> **TASK DESCRIPTION**
Scan the data below for the string "support". Copy every line where it appears.

EXTRACTED RECORDS Start Marker

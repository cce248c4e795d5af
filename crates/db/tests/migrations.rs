mod support;

use support::{date, make_record, setup_db};
use water_core::Category;
use water_db::Db;

#[test]
fn migrate_is_idempotent_across_reopens() {
    let test_db = setup_db();
    drop(test_db.db);

    let mut db = Db::open(&test_db.path).expect("reopen");
    db.migrate().expect("second migrate");

    let mut record = make_record("r1", 3.0, Category::Drinking, date(2025, 3, 18));
    record.notes = Some("after remigration".to_string());
    db.insert_record(&record).expect("insert");
    let loaded = db.get_record("r1").expect("get").expect("found");
    assert_eq!(loaded.notes.as_deref(), Some("after remigration"));
}

#[test]
fn fresh_database_accepts_records_with_and_without_notes() {
    let test_db = setup_db();
    let db = &test_db.db;

    let with_notes = {
        let mut record = make_record("with", 1.0, Category::Shower, date(2025, 3, 18));
        record.notes = Some("quick rinse".to_string());
        record
    };
    let without_notes = make_record("without", 2.0, Category::Shower, date(2025, 3, 18));

    db.insert_record(&with_notes).expect("insert with notes");
    db.insert_record(&without_notes).expect("insert without");

    assert_eq!(
        db.get_record("with")
            .expect("get")
            .expect("found")
            .notes
            .as_deref(),
        Some("quick rinse")
    );
    assert_eq!(
        db.get_record("without").expect("get").expect("found").notes,
        None
    );
}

EXTRACTED RECORDS End Marker

> **RESPONSE**
mod support;
use support::{date, make_record, setup_db};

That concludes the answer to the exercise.